Henckel von Donnersmarck was assisted by stunt coordinator Simon Crane, who devised the boat action sequence. In the DVD director's commentary, Henckel von Donnersmarck recounts that the film's one action sequence was devised by Crane to allow for the speed limitations imposed on boats in Venice. This speed limit was strictly enforced by the Venetian authorities, and there was a policeman on set at all times to make sure no wave movement caused the pillars on which the palazzi are built to be exposed to oxygen. Henckel von Donnersmarck and Crane felt that if one boat was towing the other, this could perhaps be a realistic reason for a slow speed chase.

The whole film was made in only a little over 11 months, counting from the day Henckel von Donnersmarck came on board to re-write and direct to the day of the premiere in New York. It had to be shot so quickly because Depp had to leave for Hawaii to start filming the fourth film of the Pirates of the Caribbean franchise. The reason post-production had to happen so quickly was because all commercially interesting release dates in 2011 were reserved for the potential start of Pirates of the Caribbean: On Stranger Tides.

==Reception==
===Critical reception===
On Rotten Tomatoes, the film has an approval rating of 21% based on 171 reviews, and an average rating of 4.4/10. The site's critical consensus reads: "The scenery and the stars are undeniably beautiful, but they can't make up for The Tourists slow, muddled plot, or the lack of chemistry between Johnny Depp and Angelina Jolie." On Metacritic, the film has a weighted average score of 37 out of 100 based on 37 critics, indicating "generally unfavorable reviews". Audiences polled by CinemaScore gave the film an average grade of "B" on an A+ to F scale.

Roger Ebert gave the film 2 out of 4 stars, saying "There's a way to make a movie like The Tourist, but Florian Henckel von Donnersmarck doesn't find that way." Peter Travers of Rolling Stone gave the film 0 out of 4 stars, and put the film on his list of the top 10 worst films of 2010.

However, the film received good reviews in the German press, and Stephanie Zacharek, a Rotten Tomatoes Top Critic, listed the film as one of her "10 Best Movies of 2010." She called it "a visually sensuous picture made with tender attention to detail and an elegant, understated sense of humor".

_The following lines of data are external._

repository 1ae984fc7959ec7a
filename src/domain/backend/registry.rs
use super::{BackendDescriptor, SpeechBackend};
use crate::domain::tts::Language;
use futures::future::join_all;
use parking_lot::RwLock;
use std::collections::HashSet;
use std::sync::Arc;

/// Ordered, deduplicated set of backends that reported themselves available.
///
/// The set is replaced wholesale by `redetect`; readers always see either the
/// old or the new snapshot, never a mix.
pub struct BackendRegistry {
    backends: RwLock<Arc<Vec<Arc<dyn SpeechBackend>>>>,
}

impl BackendRegistry {
    /// Check every candidate and keep the ones that report present
    pub async fn detect_available(candidates: Vec<Arc<dyn SpeechBackend>>) -> Self {
        let backends = detect_all(candidates).await;
        Self {
            backends: RwLock::new(Arc::new(backends)),
        }
    }

    /// Build a registry without probing (backends are assumed present)
    pub fn from_backends(backends: Vec<Arc<dyn SpeechBackend>>) -> Self {
        Self {
            backends: RwLock::new(Arc::new(order_and_dedup(backends))),
        }
    }

    /// Re-run detection and swap in the new set
    pub async fn redetect(&self, candidates: Vec<Arc<dyn SpeechBackend>>) {
        let backends = detect_all(candidates).await;
        *self.backends.write() = Arc::new(backends);
    }

    fn snapshot(&self) -> Arc<Vec<Arc<dyn SpeechBackend>>> {
        self.backends.read().clone()
    }

    /// Backends declaring support for `language`, ascending priority
    pub fn resolve(&self, language: &Language) -> Vec<Arc<dyn SpeechBackend>> {
        self.snapshot()
            .iter()
            .filter(|backend| backend.descriptor().supports(language))
            .cloned()
            .collect()
    }

    pub fn get(&self, id: &str) -> Option<Arc<dyn SpeechBackend>> {
        self.snapshot()
            .iter()
            .find(|backend| backend.id() == id)
            .cloned()
    }

    pub fn descriptors(&self) -> Vec<BackendDescriptor> {
        self.snapshot()
            .iter()
            .map(|backend| backend.descriptor().clone())
            .collect()
    }

    pub fn len(&self) -> usize {
        self.snapshot().len()
    }

    pub fn is_empty(&self) -> bool {
        self.len() == 0
    }
}

async fn detect_all(candidates: Vec<Arc<dyn SpeechBackend>>) -> Vec<Arc<dyn SpeechBackend>> {
    let results = join_all(candidates.iter().map(|backend| backend.is_available())).await;

    let present = candidates
        .into_iter()
        .zip(results)
        .filter_map(|(backend, present)| {
            tracing::info!(
                backend = backend.id(),
                present = present,
                requires_network = backend.descriptor().requires_network,
                "Backend checked"
            );
            present.then_some(backend)
        })
        .collect();

    order_and_dedup(present)
}

fn order_and_dedup(backends: Vec<Arc<dyn SpeechBackend>>) -> Vec<Arc<dyn SpeechBackend>> {
    let mut seen = HashSet::new();
    let mut unique: Vec<_> = backends
        .into_iter()
        .filter(|backend| seen.insert(backend.id().to_string()))
        .collect();
    unique.sort_by_key(|backend| backend.descriptor().priority);
    unique
}
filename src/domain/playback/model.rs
use chrono::{DateTime, Utc};
use serde::{Deserialize, Serialize};

/// Resumable cursor for one document
#[derive(Debug, Clone, PartialEq, Serialize, Deserialize)]
pub struct PlaybackPosition {
    pub document_key: String,
    /// Offset into the cleaned document text, in characters
    pub character_offset: usize,
    pub timestamp: DateTime<Utc>,
    pub audio_ref: Option<String>,
}

/// Persisted form, keyed by document key
#[derive(Debug, Clone, PartialEq, Serialize, Deserialize)]
pub struct PositionRecord {
    pub offset: usize,
    pub timestamp: DateTime<Utc>,
    #[serde(default)]
    pub audio_ref: Option<String>,
}

impl PlaybackPosition {
    pub fn from_record(document_key: &str, record: PositionRecord) -> Self {
        Self {
            document_key: document_key.to_string(),
            character_offset: record.offset,
            timestamp: record.timestamp,
            audio_ref: record.audio_ref,
        }
    }
}
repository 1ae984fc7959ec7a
pub mod cache;
pub mod health;
pub mod playback;
pub mod tts;
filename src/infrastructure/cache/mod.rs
use crate::domain::tts::{Language, Speed};
use crate::infrastructure::storage::{write_atomically, JsonFileStore, KeyValueStore};
use chrono::{DateTime, Duration as ChronoDuration, Utc};
use moka::future::Cache;
use serde::{Deserialize, Serialize};
use sha2::{Digest, Sha256};
use std::path::PathBuf;
use std::sync::Arc;
use std::time::Duration;

/// Characters of text that take part in the key
pub const KEY_TEXT_PREFIX_CHARS: usize = 500;
const METADATA_FILE: &str = "metadata.json";
const BLOB_EXTENSION: &str = "mp3";

/// Content address of a synthesized blob
#[derive(Debug, Clone, PartialEq, Eq, Hash)]
pub struct CacheKey(String);

impl CacheKey {
    /// Normal speed adds nothing to the hash
    pub fn compute(text: &str, backend_id: &str, language: &Language, speed: Speed) -> Self {
        let prefix: String = text.chars().take(KEY_TEXT_PREFIX_CHARS).collect();
        let text_length = text.chars().count();

        let mut hasher = Sha256::new();
        hasher.update(prefix.as_bytes());
        hasher.update([0u8]);
        hasher.update(backend_id.as_bytes());
        hasher.update([0u8]);
        hasher.update(language.as_str().as_bytes());
        hasher.update([0u8]);
        hasher.update(text_length.to_string().as_bytes());
        if !speed.is_normal() {
            hasher.update([0u8]);
            hasher.update(speed.value().to_bits().to_le_bytes());
        }

        Self(format!("{:x}", hasher.finalize()))
    }

    pub fn as_str(&self) -> &str {
        &self.0
    }

    pub fn audio_ref(&self) -> String {
        format!("{}.{}", self.0, BLOB_EXTENSION)
    }
}

impl std::fmt::Display for CacheKey {
    fn fmt(&self, f: &mut std::fmt::Formatter<'_>) -> std::fmt::Result {
        f.write_str(&self.0)
    }
}

/// Persisted record for one cached blob
#[derive(Debug, Clone, PartialEq, Serialize, Deserialize)]
pub struct CacheMetadata {
    pub timestamp: DateTime<Utc>,
    pub backend_id: String,
    pub language: String,
    pub text_length: usize,
    #[serde(default)]
    pub size_bytes: u64,
}

#[derive(Debug, Clone)]
pub struct CachedAudio {
    pub audio_ref: String,
    pub data: Vec<u8>,
}

#[derive(Debug, Clone, Default, PartialEq, Eq, Serialize)]
pub struct EvictionReport {
    pub expired: usize,
    pub over_budget: usize,
    pub remaining_entries: usize,
    pub remaining_bytes: u64,
}

#[derive(Debug, Clone, PartialEq, Eq, Serialize)]
pub struct CacheStats {
    pub entries: usize,
    pub total_bytes: u64,
    pub max_bytes: u64,
    pub hot_entries: u64,
}

#[derive(Debug, Clone)]
pub struct CacheSettings {
    pub retention: Duration,
    pub max_bytes: u64,
    pub hot_max_bytes: u64,
}

impl Default for CacheSettings {
    fn default() -> Self {
        Self {
            retention: Duration::from_secs(7 * 24 * 60 * 60),
            max_bytes: 500 * 1024 * 1024,
            hot_max_bytes: 32 * 1024 * 1024,
        }
    }
}

/// Disk-backed audio cache with an in-memory layer for recent blobs.
///
/// Storage failures never surface: they are logged and treated as a miss
/// (reads) or as "not cached" (writes).
pub struct CacheStore {
    blob_dir: PathBuf,
    metadata: Arc<dyn KeyValueStore<CacheMetadata>>,
    hot: Cache<String, Arc<Vec<u8>>>,
    settings: CacheSettings,
}

impl CacheStore {
    /// Open a cache rooted at `dir` (blobs plus `metadata.json`)
    pub async fn open(dir: impl Into<PathBuf>, settings: CacheSettings) -> Self {
        let dir = dir.into();
        let metadata = JsonFileStore::<CacheMetadata>::open(dir.join(METADATA_FILE)).await;
        Self::new(dir, Arc::new(metadata), settings)
    }

    pub fn new(
        blob_dir: impl Into<PathBuf>,
        metadata: Arc<dyn KeyValueStore<CacheMetadata>>,
        settings: CacheSettings,
    ) -> Self {
        let hot = Cache::builder()
            .weigher(|_key: &String, value: &Arc<Vec<u8>>| -> u32 {
                value.len().try_into().unwrap_or(u32::MAX)
            })
            .max_capacity(settings.hot_max_bytes)
            .build();

        Self {
            blob_dir: blob_dir.into(),
            metadata,
            hot,
            settings,
        }
    }

    pub async fn lookup(
        &self,
        text: &str,
        backend_id: &str,
        language: &Language,
        speed: Speed,
    ) -> Option<CachedAudio> {
        let key = CacheKey::compute(text, backend_id, language, speed);
        let mut entry = self.metadata.get(key.as_str()).await?;

        let data = match self.hot.get(key.as_str()).await {
            Some(data) => data,
            None => match tokio::fs::read(self.blob_path(&key)).await {
                Ok(bytes) => {
                    let data = Arc::new(bytes);
                    self.hot.insert(key.to_string(), data.clone()).await;
                    data
                }
                Err(e) if e.kind() == std::io::ErrorKind::NotFound => {
                    tracing::warn!(cache_key = %key, "Cached blob missing, dropping entry");
                    self.remove_entry(key.as_str()).await;
                    return None;
                }
                Err(e) => {
                    tracing::warn!(
                        cache_key = %key,
                        error = %e,
                        "Cached blob unreadable, treating as miss"
                    );
                    return None;
                }
            },
        };

        entry.timestamp = Utc::now();
        if let Err(e) = self.metadata.set(key.as_str(), entry).await {
            tracing::warn!(cache_key = %key, error = %e, "Failed to touch cache entry");
        }

        tracing::debug!(
            cache_key = %key,
            backend_id = %backend_id,
            size = data.len(),
            "Cache hit"
        );

        Some(CachedAudio {
            audio_ref: key.audio_ref(),
            data: data.as_ref().clone(),
        })
    }

    /// Write `audio` under the key for these inputs, replacing any previous entry
    pub async fn store(
        &self,
        text: &str,
        backend_id: &str,
        language: &Language,
        speed: Speed,
        audio: &[u8],
    ) -> Option<String> {
        let key = CacheKey::compute(text, backend_id, language, speed);

        if let Err(e) = write_atomically(&self.blob_path(&key), audio).await {
            tracing::warn!(cache_key = %key, error = %e, "Failed to write cache blob");
            return None;
        }

        let entry = CacheMetadata {
            timestamp: Utc::now(),
            backend_id: backend_id.to_string(),
            language: language.to_string(),
            text_length: text.chars().count(),
            size_bytes: audio.len() as u64,
        };
        if let Err(e) = self.metadata.set(key.as_str(), entry).await {
            tracing::warn!(cache_key = %key, error = %e, "Failed to write cache metadata");
            return None;
        }

        self.hot.insert(key.to_string(), Arc::new(audio.to_vec())).await;

        tracing::debug!(
            cache_key = %key,
            backend_id = %backend_id,
            size = audio.len(),
            "Audio cached"
        );

        Some(key.audio_ref())
    }

    /// Drop entries past retention, then oldest-first down to 80% of the budget
    /// when the budget is exceeded.
    pub async fn evict_expired(&self) -> EvictionReport {
        let mut entries = self.metadata.entries().await;
        let cutoff = Utc::now()
            - ChronoDuration::from_std(self.settings.retention)
                .unwrap_or_else(|_| ChronoDuration::days(365 * 100));

        let mut report = EvictionReport::default();

        let (expired, mut live): (Vec<_>, Vec<_>) = entries
            .drain(..)
            .partition(|(_, entry)| entry.timestamp < cutoff);
        for (key, _) in &expired {
            self.remove_entry(key).await;
        }
        report.expired = expired.len();

        let mut total: u64 = live.iter().map(|(_, e)| e.size_bytes).sum();
        if total > self.settings.max_bytes {
            let target = self.settings.max_bytes.saturating_mul(8) / 10;
            live.sort_by(|(_, a), (_, b)| a.timestamp.cmp(&b.timestamp));

            let mut kept = Vec::with_capacity(live.len());
            for (key, entry) in live {
                if total > target {
                    self.remove_entry(&key).await;
                    total = total.saturating_sub(entry.size_bytes);
                    report.over_budget += 1;
                } else {
                    kept.push((key, entry));
                }
            }
            live = kept;
        }

        report.remaining_entries = live.len();
        report.remaining_bytes = total;

        tracing::info!(
            expired = report.expired,
            over_budget = report.over_budget,
            remaining_entries = report.remaining_entries,
            remaining_bytes = report.remaining_bytes,
            "Cache eviction completed"
        );

        report
    }

    pub async fn stats(&self) -> CacheStats {
        let entries = self.metadata.entries().await;
        self.hot.run_pending_tasks().await;
        CacheStats {
            entries: entries.len(),
            total_bytes: entries.iter().map(|(_, e)| e.size_bytes).sum(),
            max_bytes: self.settings.max_bytes,
            hot_entries: self.hot.entry_count(),
        }
    }

    async fn remove_entry(&self, key: &str) {
        if let Err(e) = self.metadata.remove(key).await {
            tracing::warn!(cache_key = %key, error = %e, "Failed to remove cache metadata");
        }
        self.hot.invalidate(key).await;

        let path = self.blob_dir.join(format!("{}.{}", key, BLOB_EXTENSION));
        match tokio::fs::remove_file(&path).await {
            Ok(()) => {}
            Err(e) if e.kind() == std::io::ErrorKind::NotFound => {}
            Err(e) => {
                tracing::warn!(cache_key = %key, error = %e, "Failed to remove cache blob");
            }
        }
    }

    fn blob_path(&self, key: &CacheKey) -> PathBuf {
        self.blob_dir.join(key.audio_ref())
    }
}
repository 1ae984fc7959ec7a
use once_cell::sync::Lazy;
use regex::Regex;
use serde::Serialize;
use std::ops::Range;

/// A blank line (possibly holding spaces) plus any whitespace that follows it
static PARAGRAPH_BREAK: Lazy<Regex> =
    Lazy::new(|| Regex::new(r"\n[^\S\n]*\n\s*").expect("paragraph pattern is valid"));

/// End of a sentence: Latin terminators need trailing whitespace so that
/// `3.14` or `e.g.x` stay intact; CJK, Devanagari and Arabic terminators do not.
/// Closing quotes/brackets stay with the sentence they close.
static SENTENCE_END: Lazy<Regex> = Lazy::new(|| {
    Regex::new(r#"[.!?…]+["'”’»)\]]*\s+|[。！？；]+["'”’」』）]*\s*|[।॥؟۔]+\s*"#)
        .expect("sentence pattern is valid")
});

/// Contiguous slice of the source text.
///
/// `content` is the exact slice, including surrounding whitespace, so that the
/// contents of all chunks concatenate back to the source. Offsets are counted
/// in characters (Unicode scalar values), end exclusive.
#[derive(Debug, Clone, PartialEq, Eq, Serialize)]
pub struct TextChunk {
    pub index: usize,
    pub content: String,
    pub char_offset_start: usize,
    pub char_offset_end: usize,
}

impl TextChunk {
    /// What gets sent to a backend
    pub fn speakable(&self) -> &str {
        self.content.trim()
    }

    pub fn char_len(&self) -> usize {
        self.char_offset_end - self.char_offset_start
    }

    /// Shift offsets when the chunked text was a suffix of a larger document
    pub fn offset_by(mut self, chars: usize) -> Self {
        self.char_offset_start += chars;
        self.char_offset_end += chars;
        self
    }
}

#[derive(Debug, Clone, Copy, PartialEq, Eq)]
pub struct TextChunker {
    max_chars: usize,
}

impl TextChunker {
    pub fn new(max_chars: usize) -> Self {
        Self {
            max_chars: max_chars.max(1),
        }
    }

    pub fn chunk(&self, text: &str) -> Vec<TextChunk> {
        chunk_text(text, self.max_chars)
    }
}

/// Split `text` into ordered chunks of at most `max_chars` characters.
///
/// Paragraphs are kept whole when they fit. Longer paragraphs are cut at
/// sentence ends and sentences are packed greedily; a sentence that alone
/// exceeds the limit is cut at whitespace, or mid-word as a last resort.
/// A final pass merges neighbours whose combined length still fits.
/// Whitespace-only input produces no chunks.
pub fn chunk_text(text: &str, max_chars: usize) -> Vec<TextChunk> {
    let max_chars = max_chars.max(1);

    let mut spans = Vec::new();
    for paragraph in paragraph_spans(text) {
        if char_len(&text[paragraph.clone()]) <= max_chars {
            spans.push(paragraph);
        } else {
            pack_sentences(text, paragraph, max_chars, &mut spans);
        }
    }

    let spans = absorb_blank_spans(text, spans);
    let spans = merge_adjacent(text, spans, max_chars);
    build_chunks(text, spans)
}

fn char_len(s: &str) -> usize {
    s.chars().count()
}

fn paragraph_spans(text: &str) -> Vec<Range<usize>> {
    let mut spans = Vec::new();
    let mut start = 0;
    for m in PARAGRAPH_BREAK.find_iter(text) {
        spans.push(start..m.end());
        start = m.end();
    }
    if start < text.len() {
        spans.push(start..text.len());
    }
    spans
}

fn sentence_spans(text: &str, paragraph: Range<usize>) -> Vec<Range<usize>> {
    let slice = &text[paragraph.clone()];
    let base = paragraph.start;
    let mut spans = Vec::new();
    let mut start = 0;
    for m in SENTENCE_END.find_iter(slice) {
        spans.push(base + start..base + m.end());
        start = m.end();
    }
    if start < slice.len() {
        spans.push(base + start..paragraph.end);
    }
    spans
}

fn pack_sentences(
    text: &str,
    paragraph: Range<usize>,
    max_chars: usize,
    out: &mut Vec<Range<usize>>,
) {
    let mut buffer: Option<Range<usize>> = None;

    for sentence in sentence_spans(text, paragraph) {
        if char_len(&text[sentence.clone()]) > max_chars {
            if let Some(pending) = buffer.take() {
                out.push(pending);
            }
            hard_split(text, sentence, max_chars, out);
            continue;
        }

        buffer = match buffer {
            Some(pending) if char_len(&text[pending.start..sentence.end]) <= max_chars => {
                Some(pending.start..sentence.end)
            }
            Some(pending) => {
                out.push(pending);
                Some(sentence)
            }
            None => Some(sentence),
        };
    }

    if let Some(pending) = buffer {
        out.push(pending);
    }
}

fn hard_split(text: &str, range: Range<usize>, max_chars: usize, out: &mut Vec<Range<usize>>) {
    let mut start = range.start;

    while char_len(&text[start..range.end]) > max_chars {
        let window = &text[start..range.end];
        let limit = window
            .char_indices()
            .nth(max_chars)
            .map(|(i, _)| i)
            .unwrap_or(window.len());

        let cut = window[..limit]
            .char_indices()
            .filter(|(_, c)| c.is_whitespace())
            .last()
            .map(|(i, c)| i + c.len_utf8())
            .unwrap_or(limit);

        out.push(start..start + cut);
        start += cut;
    }

    if start < range.end {
        out.push(start..range.end);
    }
}

/// Fold whitespace-only spans into the previous span (or the next one when
/// nothing precedes them) so no text is lost and no blank chunk is emitted.
fn absorb_blank_spans(text: &str, spans: Vec<Range<usize>>) -> Vec<Range<usize>> {
    let mut result: Vec<Range<usize>> = Vec::with_capacity(spans.len());
    let mut pending_start: Option<usize> = None;

    for span in spans {
        if text[span.clone()].trim().is_empty() {
            match result.last_mut() {
                Some(last) => last.end = span.end,
                None => {
                    pending_start.get_or_insert(span.start);
                }
            }
            continue;
        }
        let start = pending_start.take().unwrap_or(span.start);
        result.push(start..span.end);
    }

    result
}

fn merge_adjacent(text: &str, spans: Vec<Range<usize>>, max_chars: usize) -> Vec<Range<usize>> {
    let mut merged: Vec<Range<usize>> = Vec::with_capacity(spans.len());

    for span in spans {
        if let Some(last) = merged.last_mut() {
            if char_len(&text[last.start..span.end]) <= max_chars {
                last.end = span.end;
                continue;
            }
        }
        merged.push(span);
    }

    merged
}

fn build_chunks(text: &str, spans: Vec<Range<usize>>) -> Vec<TextChunk> {
    let mut offset = 0;
    spans
        .into_iter()
        .enumerate()
        .map(|(index, span)| {
            let content = text[span].to_string();
            let len = char_len(&content);
            let chunk = TextChunk {
                index,
                content,
                char_offset_start: offset,
                char_offset_end: offset + len,
            };
            offset += len;
            chunk
        })
        .collect()
}
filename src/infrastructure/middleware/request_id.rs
use axum::{extract::Request, http::HeaderValue, middleware::Next, response::Response};
use tracing::Instrument;
use uuid::Uuid;

pub const X_REQUEST_ID: &str = "x-request-id";

/// Longest caller-supplied id we propagate
const MAX_INCOMING_LEN: usize = 128;

/// Attach a request id to the request extensions and the response headers.
///
/// A well-formed incoming `x-request-id` is kept so callers can correlate
/// their own logs; otherwise a v4 uuid is generated.
pub async fn request_id_middleware(mut request: Request, next: Next) -> Response {
    let request_id = request
        .headers()
        .get(X_REQUEST_ID)
        .and_then(|value| value.to_str().ok())
        .map(str::trim)
        .filter(|value| is_acceptable(value))
        .map(str::to_string)
        .unwrap_or_else(|| Uuid::new_v4().to_string());

    request
        .extensions_mut()
        .insert(RequestId(request_id.clone()));

    let span = tracing::info_span!("request", request_id = %request_id);
    let mut response = next.run(request).instrument(span).await;

    if let Ok(header_value) = HeaderValue::from_str(&request_id) {
        response.headers_mut().insert(X_REQUEST_ID, header_value);
    }

    response
}

fn is_acceptable(value: &str) -> bool {
    !value.is_empty()
        && value.len() <= MAX_INCOMING_LEN
        && value
            .chars()
            .all(|c| c.is_ascii_alphanumeric() || matches!(c, '-' | '_' | '.'))
}

/// Request ID wrapper type for extension
#[derive(Debug, Clone)]
pub struct RequestId(pub String);
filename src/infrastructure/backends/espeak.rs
use crate::domain::backend::{BackendDescriptor, SpeechBackend};
use crate::domain::tts::{BackendError, Language, Speed};
use async_trait::async_trait;
use std::process::Stdio;
use std::time::Duration;
use tokio::io::AsyncWriteExt;
use tokio::process::Command;

pub const ESPEAK_BACKEND_ID: &str = "espeak";

const MAX_CHARS: usize = 10_000;
const SYNTHESIS_TIMEOUT: Duration = Duration::from_secs(120);
/// Words per minute at normal speed
const BASE_WORDS_PER_MINUTE: f32 = 150.0;
/// 0 to 200, engine default is 100
const AMPLITUDE: u32 = 90;

/// Local `espeak-ng` process, WAV output. Works offline.
pub struct EspeakBackend {
    binary: String,
    descriptor: BackendDescriptor,
}

impl EspeakBackend {
    pub fn new(binary: impl Into<String>) -> Self {
        Self {
            binary: binary.into(),
            descriptor: BackendDescriptor::new(ESPEAK_BACKEND_ID, "eSpeak NG", 90)
                .with_max_chars(MAX_CHARS)
                .offline(),
        }
    }

    /// espeak-ng voice name for a language
    fn voice_for_language(language: &Language) -> String {
        match language.as_str() {
            "zh-CN" | "zh-SG" | "zh" => "cmn".to_string(),
            "zh-TW" => "cmn-latn-pinyin".to_string(),
            "pt-BR" => "pt-br".to_string(),
            other if language.primary() == "en" && other != "en" => other.to_ascii_lowercase(),
            _ => language.primary().to_string(),
        }
    }

    fn args(voice: &str, speed: Speed) -> Vec<String> {
        let words_per_minute = (BASE_WORDS_PER_MINUTE * speed.value()).round() as u32;
        vec![
            "--stdout".to_string(),
            "-v".to_string(),
            voice.to_string(),
            "-s".to_string(),
            words_per_minute.to_string(),
            "-a".to_string(),
            AMPLITUDE.to_string(),
        ]
    }

    async fn run(&self, text: &str, voice: &str, speed: Speed) -> Result<Vec<u8>, BackendError> {
        let mut child = Command::new(&self.binary)
            .args(Self::args(voice, speed))
            .stdin(Stdio::piped())
            .stdout(Stdio::piped())
            .stderr(Stdio::piped())
            .kill_on_drop(true)
            .spawn()
            .map_err(|e| {
                BackendError::Unavailable(format!("failed to start {}: {}", self.binary, e))
            })?;

        if let Some(mut stdin) = child.stdin.take() {
            stdin
                .write_all(text.as_bytes())
                .await
                .map_err(|e| BackendError::Unavailable(format!("failed to write text: {}", e)))?;
            // Dropping stdin closes it so the engine starts speaking
        }

        let output = child
            .wait_with_output()
            .await
            .map_err(|e| BackendError::Unavailable(format!("{} failed: {}", self.binary, e)))?;

        if !output.status.success() {
            let stderr = String::from_utf8_lossy(&output.stderr).trim().to_string();
            return Err(BackendError::Unavailable(format!(
                "{} exited with {}: {}",
                self.binary, output.status, stderr
            )));
        }
        if output.stdout.is_empty() {
            return Err(BackendError::Unavailable(format!(
                "{} produced no audio",
                self.binary
            )));
        }

        Ok(output.stdout)
    }
}

#[async_trait]
impl SpeechBackend for EspeakBackend {
    fn descriptor(&self) -> &BackendDescriptor {
        &self.descriptor
    }

    async fn is_available(&self) -> bool {
        let status = Command::new(&self.binary)
            .arg("--version")
            .stdin(Stdio::null())
            .stdout(Stdio::null())
            .stderr(Stdio::null())
            .status()
            .await;

        match status {
            Ok(status) => status.success(),
            Err(e) => {
                tracing::debug!(binary = %self.binary, error = %e, "espeak-ng not found");
                false
            }
        }
    }

    async fn synthesize(
        &self,
        text: &str,
        language: &Language,
        speed: Speed,
    ) -> Result<Vec<u8>, BackendError> {
        let start_time = std::time::Instant::now();
        let voice = Self::voice_for_language(language);

        tracing::info!(
            binary = %self.binary,
            voice = %voice,
            speed = %speed,
            text_length = text.chars().count(),
            "Running espeak-ng"
        );

        let audio = tokio::time::timeout(SYNTHESIS_TIMEOUT, self.run(text, &voice, speed))
            .await
            .map_err(|_| {
                BackendError::Unavailable(format!(
                    "{} timed out after {}s",
                    self.binary,
                    SYNTHESIS_TIMEOUT.as_secs()
                ))
            })??;

        tracing::info!(
            provider = ESPEAK_BACKEND_ID,
            latency_ms = start_time.elapsed().as_millis() as u64,
            characters_count = text.chars().count(),
            audio_size_bytes = audio.len(),
            "TTS synthesis completed"
        );

        Ok(audio)
    }
}
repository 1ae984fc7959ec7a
pub mod controllers;
pub mod domain;
pub mod error;
pub mod infrastructure;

Casey Burchby of DVD Talk acknowledged that the movie was "beautifully shot by the accomplished Oscar-winner John Seale," but said that the "hastily-prepared film does not care one iota about its characters."

===Cultural reception===
At the 2011 Golden Globe Awards, Ricky Gervais made fun of the film while he was presenting. After this, in a scripted, fictional encounter on the show Life's Too Short, which was written by Gervais and Stephen Merchant, Johnny Depp reminded Gervais that the film was very successful, grossing $278 million, which was a dig aimed at Gervais, whose only two Hollywood films (Ghost Town and The Invention of Lying) had grossed $27 million and $32 million, respectively.

===Awards===
The film was nominated for three Golden Globe Awards: Best Musical or Comedy, Best Actor – Musical or Comedy (Depp), and Best Actress – Musical or Comedy (Jolie). The fact that a film originally promoted as a romantic thriller was nominated in the comedy category garnered the film and the Golden Globes considerable mockery. It was later revealed that the film was originally submitted by the studio as a drama, but Henckel von Donnersmarck then told the HFPA that it should be categorized as a comedy. HFPA President Phil Berk said, "Given the differing opinions, we asked the studio to screen the film for us in advance, and collectively, we decided that the elements of preposterous fun lent the film more to a comedy than a straight drama category."

Awards
Ceremony: Award; Category; Name; Outcome
68th Golden Globe Awards: Golden Globe Award; Best Picture: Musical or Comedy; Nominated
Best Actor: Musical or Comedy: Johnny Depp; Nominated
Best Actress: Musical or Comedy: Angelina Jolie; Nominated
2011 Teen Choice Awards: Teen Choice Awards; Choice Movie: Action; Nominated
Choice Movie: Actor Action: Johnny Depp; Won
Choice Movie: Actress Action: Angelina Jolie; Won
2011 ASCAP Awards: ASCAP Film and Television Music Awards; Top Box Office Films; James Newton Howard; Won

==Soundtrack==

The soundtrack CD of The Tourist was released on December 21, 2010.